## EXERCISE INSTRUCTIONS
Each line of the records that holds "cell" should be shown in full.

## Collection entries
◇ ◇ ◇ ◇

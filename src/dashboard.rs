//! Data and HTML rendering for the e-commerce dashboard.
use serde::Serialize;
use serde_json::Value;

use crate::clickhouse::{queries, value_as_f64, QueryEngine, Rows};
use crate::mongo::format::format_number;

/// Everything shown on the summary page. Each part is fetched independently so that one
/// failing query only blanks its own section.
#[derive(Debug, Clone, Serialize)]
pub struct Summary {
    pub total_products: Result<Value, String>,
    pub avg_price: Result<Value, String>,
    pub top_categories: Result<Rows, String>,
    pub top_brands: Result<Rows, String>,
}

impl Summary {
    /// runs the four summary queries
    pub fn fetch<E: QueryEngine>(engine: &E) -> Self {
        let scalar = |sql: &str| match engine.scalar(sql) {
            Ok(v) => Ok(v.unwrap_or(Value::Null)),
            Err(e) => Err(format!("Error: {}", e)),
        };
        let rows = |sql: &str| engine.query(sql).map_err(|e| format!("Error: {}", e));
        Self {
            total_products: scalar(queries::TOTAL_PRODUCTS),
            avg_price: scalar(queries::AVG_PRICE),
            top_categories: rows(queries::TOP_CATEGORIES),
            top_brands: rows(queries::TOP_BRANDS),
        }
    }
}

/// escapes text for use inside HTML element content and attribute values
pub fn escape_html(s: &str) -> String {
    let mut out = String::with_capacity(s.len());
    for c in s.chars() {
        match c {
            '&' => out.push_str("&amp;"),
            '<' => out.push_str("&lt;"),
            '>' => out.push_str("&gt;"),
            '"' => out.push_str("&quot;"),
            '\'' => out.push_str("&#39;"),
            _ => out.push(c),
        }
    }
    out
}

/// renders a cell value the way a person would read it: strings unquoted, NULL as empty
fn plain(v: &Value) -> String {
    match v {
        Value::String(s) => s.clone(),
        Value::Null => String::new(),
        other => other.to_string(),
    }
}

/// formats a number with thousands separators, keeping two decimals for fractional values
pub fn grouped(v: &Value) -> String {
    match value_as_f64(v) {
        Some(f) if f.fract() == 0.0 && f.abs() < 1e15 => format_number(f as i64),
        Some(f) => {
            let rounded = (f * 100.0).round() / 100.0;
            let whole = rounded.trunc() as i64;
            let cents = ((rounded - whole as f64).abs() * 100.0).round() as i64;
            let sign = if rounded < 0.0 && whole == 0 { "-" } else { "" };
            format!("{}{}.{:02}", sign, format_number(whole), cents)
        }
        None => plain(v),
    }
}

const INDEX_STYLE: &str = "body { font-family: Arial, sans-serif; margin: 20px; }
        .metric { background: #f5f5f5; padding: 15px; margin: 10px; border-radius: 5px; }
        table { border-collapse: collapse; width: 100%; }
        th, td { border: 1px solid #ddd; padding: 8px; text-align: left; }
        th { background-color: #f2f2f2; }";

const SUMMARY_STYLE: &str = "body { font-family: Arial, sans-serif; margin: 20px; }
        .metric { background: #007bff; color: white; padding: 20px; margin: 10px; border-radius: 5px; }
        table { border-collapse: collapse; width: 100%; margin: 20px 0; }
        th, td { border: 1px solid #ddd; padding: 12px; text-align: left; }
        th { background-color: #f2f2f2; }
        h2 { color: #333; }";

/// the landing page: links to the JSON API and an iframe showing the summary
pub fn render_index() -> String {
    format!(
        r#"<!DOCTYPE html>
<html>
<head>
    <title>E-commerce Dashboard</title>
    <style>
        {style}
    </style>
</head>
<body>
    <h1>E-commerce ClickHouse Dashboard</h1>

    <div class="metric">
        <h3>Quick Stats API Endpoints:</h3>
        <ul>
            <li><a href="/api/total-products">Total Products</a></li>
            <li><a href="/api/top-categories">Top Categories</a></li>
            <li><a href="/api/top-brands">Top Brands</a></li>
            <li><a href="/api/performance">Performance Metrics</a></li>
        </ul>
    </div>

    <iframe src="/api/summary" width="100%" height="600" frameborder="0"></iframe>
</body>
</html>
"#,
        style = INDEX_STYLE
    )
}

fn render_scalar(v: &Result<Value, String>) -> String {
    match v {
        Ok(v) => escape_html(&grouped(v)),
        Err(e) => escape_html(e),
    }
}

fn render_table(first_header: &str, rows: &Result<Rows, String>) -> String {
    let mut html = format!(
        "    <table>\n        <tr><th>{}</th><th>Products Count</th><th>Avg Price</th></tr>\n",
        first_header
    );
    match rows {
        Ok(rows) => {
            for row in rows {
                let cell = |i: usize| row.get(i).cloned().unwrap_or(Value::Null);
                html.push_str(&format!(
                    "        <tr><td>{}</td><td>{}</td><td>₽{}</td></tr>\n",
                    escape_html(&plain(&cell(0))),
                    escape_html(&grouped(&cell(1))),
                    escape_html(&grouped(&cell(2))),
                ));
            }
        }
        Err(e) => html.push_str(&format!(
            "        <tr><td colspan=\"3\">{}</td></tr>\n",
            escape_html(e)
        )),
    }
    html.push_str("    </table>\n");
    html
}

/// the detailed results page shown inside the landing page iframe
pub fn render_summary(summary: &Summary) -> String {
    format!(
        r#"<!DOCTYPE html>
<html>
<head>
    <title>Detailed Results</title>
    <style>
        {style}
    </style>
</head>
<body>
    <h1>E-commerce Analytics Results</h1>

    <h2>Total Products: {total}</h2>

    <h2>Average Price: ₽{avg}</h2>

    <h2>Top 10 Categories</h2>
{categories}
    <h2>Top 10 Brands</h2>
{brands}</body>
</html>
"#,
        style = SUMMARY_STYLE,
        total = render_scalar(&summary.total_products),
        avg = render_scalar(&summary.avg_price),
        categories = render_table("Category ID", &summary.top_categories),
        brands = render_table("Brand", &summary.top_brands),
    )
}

◇ ◇ ◇ ◇

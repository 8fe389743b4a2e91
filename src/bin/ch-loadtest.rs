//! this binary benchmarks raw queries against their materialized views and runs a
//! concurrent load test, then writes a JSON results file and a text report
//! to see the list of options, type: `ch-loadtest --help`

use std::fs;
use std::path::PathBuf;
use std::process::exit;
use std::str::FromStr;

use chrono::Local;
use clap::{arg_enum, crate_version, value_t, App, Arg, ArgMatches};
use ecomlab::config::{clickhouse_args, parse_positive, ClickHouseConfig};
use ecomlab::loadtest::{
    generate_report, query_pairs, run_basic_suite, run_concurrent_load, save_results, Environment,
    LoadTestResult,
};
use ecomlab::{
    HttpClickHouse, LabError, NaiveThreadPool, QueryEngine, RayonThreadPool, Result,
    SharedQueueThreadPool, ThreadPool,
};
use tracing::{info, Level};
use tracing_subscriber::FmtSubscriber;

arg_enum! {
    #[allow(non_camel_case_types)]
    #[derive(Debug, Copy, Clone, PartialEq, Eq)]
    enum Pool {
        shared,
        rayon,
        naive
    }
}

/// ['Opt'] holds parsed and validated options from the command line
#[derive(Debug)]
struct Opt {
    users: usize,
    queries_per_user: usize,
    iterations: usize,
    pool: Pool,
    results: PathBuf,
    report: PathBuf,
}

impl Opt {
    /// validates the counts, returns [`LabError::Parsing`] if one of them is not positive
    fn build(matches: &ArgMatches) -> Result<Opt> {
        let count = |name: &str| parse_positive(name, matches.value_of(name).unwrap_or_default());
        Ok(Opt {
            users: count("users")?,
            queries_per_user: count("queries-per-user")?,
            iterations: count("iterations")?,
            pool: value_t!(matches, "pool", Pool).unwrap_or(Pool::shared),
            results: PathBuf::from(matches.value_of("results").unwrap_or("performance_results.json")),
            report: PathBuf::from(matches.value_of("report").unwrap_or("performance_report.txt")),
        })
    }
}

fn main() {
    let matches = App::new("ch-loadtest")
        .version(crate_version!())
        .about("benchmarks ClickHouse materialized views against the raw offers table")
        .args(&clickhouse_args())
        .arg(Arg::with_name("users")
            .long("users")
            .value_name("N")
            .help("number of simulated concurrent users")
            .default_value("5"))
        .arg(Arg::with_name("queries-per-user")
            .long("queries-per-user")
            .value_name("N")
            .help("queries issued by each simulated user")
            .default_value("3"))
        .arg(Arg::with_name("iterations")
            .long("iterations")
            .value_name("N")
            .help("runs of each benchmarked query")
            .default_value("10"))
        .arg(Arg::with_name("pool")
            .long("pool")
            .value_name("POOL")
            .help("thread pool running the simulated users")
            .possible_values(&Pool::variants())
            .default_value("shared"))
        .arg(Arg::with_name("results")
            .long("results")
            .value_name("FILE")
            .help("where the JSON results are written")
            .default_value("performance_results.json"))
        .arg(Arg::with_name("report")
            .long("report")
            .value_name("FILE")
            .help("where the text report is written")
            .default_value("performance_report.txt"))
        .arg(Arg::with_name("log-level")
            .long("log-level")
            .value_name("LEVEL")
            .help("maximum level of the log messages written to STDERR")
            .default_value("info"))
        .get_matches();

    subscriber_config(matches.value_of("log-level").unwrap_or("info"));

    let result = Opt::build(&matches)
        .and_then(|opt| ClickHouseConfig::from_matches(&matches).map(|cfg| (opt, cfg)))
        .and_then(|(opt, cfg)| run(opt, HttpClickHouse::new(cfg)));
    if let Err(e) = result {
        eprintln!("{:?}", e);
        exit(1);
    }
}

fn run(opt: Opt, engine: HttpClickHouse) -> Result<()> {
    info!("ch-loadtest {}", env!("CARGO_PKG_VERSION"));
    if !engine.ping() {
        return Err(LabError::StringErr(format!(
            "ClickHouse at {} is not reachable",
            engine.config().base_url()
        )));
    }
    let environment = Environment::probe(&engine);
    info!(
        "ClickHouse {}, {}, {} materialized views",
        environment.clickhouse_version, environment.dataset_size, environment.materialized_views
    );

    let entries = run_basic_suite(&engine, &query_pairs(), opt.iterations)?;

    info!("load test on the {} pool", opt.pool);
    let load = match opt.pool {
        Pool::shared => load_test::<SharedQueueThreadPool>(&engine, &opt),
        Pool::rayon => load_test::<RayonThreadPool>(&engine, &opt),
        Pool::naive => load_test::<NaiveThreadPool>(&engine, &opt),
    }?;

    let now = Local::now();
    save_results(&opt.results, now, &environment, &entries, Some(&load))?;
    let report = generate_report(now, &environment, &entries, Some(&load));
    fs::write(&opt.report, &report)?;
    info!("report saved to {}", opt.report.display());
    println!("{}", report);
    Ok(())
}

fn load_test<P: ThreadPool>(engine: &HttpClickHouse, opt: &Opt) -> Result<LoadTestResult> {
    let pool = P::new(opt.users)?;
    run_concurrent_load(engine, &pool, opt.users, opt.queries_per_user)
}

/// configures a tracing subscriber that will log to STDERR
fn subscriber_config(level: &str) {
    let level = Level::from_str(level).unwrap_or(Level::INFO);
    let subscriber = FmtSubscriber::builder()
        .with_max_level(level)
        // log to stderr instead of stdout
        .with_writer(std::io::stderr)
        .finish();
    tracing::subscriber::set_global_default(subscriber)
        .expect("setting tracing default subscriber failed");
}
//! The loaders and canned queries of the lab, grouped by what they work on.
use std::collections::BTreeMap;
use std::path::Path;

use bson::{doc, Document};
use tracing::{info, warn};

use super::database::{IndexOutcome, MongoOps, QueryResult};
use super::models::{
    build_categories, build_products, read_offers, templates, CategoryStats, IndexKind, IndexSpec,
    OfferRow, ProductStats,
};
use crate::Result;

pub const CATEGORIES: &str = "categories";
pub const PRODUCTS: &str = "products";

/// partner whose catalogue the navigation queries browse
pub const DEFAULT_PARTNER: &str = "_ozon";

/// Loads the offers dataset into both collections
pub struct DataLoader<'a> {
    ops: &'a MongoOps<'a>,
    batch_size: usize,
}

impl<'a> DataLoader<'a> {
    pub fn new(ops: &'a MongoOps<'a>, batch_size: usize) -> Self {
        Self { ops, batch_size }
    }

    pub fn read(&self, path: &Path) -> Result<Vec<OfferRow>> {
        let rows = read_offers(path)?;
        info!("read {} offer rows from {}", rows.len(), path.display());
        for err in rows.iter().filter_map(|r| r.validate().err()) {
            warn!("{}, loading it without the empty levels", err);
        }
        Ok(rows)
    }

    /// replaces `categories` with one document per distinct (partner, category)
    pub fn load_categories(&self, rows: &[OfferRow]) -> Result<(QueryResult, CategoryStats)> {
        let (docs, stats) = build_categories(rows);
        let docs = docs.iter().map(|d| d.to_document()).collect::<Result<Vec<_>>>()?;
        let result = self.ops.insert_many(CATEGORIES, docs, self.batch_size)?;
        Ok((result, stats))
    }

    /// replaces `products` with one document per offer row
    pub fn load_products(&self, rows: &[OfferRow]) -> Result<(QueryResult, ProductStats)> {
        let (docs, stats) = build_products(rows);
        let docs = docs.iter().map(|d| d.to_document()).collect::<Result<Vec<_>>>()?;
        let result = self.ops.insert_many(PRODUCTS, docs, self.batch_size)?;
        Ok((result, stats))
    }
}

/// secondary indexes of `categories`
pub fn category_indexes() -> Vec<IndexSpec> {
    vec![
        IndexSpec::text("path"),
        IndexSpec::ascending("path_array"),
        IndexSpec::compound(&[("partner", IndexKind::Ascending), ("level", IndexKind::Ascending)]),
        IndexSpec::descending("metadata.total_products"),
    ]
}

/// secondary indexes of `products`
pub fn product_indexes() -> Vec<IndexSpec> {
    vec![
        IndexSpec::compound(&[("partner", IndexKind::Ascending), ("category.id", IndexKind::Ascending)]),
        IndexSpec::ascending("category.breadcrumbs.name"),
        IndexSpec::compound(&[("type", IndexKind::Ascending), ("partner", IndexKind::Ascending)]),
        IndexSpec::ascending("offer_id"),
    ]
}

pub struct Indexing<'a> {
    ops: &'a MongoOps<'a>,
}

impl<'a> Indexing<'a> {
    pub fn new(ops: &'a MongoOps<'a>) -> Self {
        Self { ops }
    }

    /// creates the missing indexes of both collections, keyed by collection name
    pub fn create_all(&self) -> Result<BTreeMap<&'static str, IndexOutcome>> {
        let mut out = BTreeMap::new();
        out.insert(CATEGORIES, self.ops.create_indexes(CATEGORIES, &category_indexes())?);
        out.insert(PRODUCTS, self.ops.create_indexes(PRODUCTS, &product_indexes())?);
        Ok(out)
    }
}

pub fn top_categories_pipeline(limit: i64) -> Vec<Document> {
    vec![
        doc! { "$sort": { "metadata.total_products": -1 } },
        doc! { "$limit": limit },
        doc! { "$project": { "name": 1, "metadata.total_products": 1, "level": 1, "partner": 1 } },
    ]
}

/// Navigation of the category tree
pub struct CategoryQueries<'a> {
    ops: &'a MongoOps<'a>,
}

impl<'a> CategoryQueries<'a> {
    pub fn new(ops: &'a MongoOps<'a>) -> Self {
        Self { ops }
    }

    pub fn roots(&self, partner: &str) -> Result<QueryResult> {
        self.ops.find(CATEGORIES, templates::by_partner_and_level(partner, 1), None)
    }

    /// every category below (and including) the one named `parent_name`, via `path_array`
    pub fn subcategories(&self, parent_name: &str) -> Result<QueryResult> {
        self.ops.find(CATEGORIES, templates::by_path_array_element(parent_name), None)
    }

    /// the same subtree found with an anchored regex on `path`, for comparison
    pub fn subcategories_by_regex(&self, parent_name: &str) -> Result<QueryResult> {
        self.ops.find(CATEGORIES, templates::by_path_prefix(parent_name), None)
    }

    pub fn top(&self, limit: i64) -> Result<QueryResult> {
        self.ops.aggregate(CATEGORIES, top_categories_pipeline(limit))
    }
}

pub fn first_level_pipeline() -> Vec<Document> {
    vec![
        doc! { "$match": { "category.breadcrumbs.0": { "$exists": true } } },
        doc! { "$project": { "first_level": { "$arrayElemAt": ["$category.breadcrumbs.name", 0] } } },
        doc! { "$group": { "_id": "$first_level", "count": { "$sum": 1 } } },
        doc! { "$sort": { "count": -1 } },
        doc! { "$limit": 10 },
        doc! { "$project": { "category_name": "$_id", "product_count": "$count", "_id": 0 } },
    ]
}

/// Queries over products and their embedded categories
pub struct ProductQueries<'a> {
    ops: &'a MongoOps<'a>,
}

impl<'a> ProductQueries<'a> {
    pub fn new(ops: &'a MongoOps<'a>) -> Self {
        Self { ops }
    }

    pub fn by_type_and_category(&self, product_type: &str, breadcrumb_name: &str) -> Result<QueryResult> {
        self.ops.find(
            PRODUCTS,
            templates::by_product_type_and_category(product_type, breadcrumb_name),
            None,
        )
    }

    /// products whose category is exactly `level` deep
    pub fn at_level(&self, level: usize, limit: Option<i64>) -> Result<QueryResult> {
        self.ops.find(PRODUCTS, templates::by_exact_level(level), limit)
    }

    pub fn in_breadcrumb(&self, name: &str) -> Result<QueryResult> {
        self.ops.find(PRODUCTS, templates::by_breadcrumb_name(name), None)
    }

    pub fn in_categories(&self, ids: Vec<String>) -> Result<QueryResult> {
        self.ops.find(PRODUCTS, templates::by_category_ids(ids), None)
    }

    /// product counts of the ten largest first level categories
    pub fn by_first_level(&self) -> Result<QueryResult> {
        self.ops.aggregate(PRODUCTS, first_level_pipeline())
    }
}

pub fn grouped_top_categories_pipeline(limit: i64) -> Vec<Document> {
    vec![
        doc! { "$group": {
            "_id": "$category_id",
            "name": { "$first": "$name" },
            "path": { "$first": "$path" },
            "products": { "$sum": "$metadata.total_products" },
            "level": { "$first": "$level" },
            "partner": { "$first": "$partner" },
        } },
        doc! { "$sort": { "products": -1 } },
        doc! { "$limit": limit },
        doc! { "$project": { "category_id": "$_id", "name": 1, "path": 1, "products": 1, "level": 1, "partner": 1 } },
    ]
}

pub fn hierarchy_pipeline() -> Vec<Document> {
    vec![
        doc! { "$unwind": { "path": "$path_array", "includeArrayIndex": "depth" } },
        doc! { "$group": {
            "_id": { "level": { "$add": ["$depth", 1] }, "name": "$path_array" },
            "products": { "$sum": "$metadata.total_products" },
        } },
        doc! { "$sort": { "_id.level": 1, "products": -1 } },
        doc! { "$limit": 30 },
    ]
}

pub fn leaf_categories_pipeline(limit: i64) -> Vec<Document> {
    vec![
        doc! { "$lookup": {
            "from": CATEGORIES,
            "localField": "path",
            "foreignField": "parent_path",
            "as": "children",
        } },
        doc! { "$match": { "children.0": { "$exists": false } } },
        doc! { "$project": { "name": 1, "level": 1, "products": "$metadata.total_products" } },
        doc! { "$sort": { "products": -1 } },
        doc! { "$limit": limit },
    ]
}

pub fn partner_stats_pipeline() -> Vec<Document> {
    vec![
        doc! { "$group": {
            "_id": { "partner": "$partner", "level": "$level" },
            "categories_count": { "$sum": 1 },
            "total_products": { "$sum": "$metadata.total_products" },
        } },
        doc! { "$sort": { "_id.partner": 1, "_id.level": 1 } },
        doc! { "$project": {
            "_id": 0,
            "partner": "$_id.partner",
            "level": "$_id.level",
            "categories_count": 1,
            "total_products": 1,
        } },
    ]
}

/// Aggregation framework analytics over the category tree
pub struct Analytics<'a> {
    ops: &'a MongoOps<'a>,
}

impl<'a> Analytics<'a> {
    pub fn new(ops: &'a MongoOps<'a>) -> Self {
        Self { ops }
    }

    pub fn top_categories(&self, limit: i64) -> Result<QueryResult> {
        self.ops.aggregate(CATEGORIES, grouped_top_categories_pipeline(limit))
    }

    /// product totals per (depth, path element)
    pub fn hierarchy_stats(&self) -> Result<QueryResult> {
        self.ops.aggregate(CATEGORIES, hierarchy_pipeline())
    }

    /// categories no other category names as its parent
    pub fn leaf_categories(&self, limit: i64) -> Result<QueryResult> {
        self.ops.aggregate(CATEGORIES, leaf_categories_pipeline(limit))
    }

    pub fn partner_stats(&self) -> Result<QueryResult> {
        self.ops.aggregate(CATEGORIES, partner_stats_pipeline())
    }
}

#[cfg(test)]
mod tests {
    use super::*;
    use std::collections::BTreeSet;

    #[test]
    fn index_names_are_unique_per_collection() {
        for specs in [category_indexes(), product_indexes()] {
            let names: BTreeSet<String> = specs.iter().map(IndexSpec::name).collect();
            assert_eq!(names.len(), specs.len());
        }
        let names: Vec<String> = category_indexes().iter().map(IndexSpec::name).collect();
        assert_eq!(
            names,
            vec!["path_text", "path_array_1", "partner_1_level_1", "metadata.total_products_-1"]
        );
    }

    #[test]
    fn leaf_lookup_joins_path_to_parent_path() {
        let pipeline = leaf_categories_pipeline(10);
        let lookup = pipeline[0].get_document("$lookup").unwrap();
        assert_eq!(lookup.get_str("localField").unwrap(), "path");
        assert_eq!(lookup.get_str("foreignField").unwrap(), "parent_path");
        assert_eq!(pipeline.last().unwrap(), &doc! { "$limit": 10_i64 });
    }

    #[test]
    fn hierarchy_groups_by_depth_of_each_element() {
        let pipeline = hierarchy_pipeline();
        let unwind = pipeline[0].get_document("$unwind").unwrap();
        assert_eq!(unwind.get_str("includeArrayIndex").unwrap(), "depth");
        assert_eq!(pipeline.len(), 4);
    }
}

◇ ◇ ◇ ◇

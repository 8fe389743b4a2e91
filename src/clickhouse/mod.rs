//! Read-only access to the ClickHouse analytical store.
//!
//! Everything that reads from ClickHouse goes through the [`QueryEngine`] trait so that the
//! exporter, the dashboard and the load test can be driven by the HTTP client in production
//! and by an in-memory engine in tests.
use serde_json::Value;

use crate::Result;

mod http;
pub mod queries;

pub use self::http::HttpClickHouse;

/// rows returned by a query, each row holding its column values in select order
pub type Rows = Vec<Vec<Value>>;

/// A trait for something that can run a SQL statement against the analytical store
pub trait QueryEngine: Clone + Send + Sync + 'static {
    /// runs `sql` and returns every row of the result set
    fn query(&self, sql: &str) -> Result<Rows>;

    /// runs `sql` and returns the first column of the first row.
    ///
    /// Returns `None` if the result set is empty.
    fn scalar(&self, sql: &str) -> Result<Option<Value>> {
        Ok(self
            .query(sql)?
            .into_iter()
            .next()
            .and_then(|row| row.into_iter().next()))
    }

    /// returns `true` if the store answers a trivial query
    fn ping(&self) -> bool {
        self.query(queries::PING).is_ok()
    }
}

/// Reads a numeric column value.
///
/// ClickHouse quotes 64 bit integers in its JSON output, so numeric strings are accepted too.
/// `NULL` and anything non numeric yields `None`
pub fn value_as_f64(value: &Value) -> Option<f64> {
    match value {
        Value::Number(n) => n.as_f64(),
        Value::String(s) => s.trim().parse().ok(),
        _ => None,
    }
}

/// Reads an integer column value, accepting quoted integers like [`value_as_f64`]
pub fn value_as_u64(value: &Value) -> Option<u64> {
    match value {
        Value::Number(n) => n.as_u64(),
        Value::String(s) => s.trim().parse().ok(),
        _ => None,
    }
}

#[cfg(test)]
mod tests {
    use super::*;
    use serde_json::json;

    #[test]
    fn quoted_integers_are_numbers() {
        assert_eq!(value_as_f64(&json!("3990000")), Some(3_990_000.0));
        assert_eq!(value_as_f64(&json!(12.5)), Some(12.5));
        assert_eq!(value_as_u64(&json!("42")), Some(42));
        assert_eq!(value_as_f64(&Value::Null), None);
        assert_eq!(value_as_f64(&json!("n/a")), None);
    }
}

◇ ◇ ◇ ◇

## REPLY TO THE TASK
/// renders a cell value the way a person would read it: strings unquoted, NULL as empty
                let cell = |i: usize| row.get(i).cloned().unwrap_or(Value::Null);
                    escape_html(&plain(&cell(0))),
                    escape_html(&grouped(&cell(1))),
                    escape_html(&grouped(&cell(2))),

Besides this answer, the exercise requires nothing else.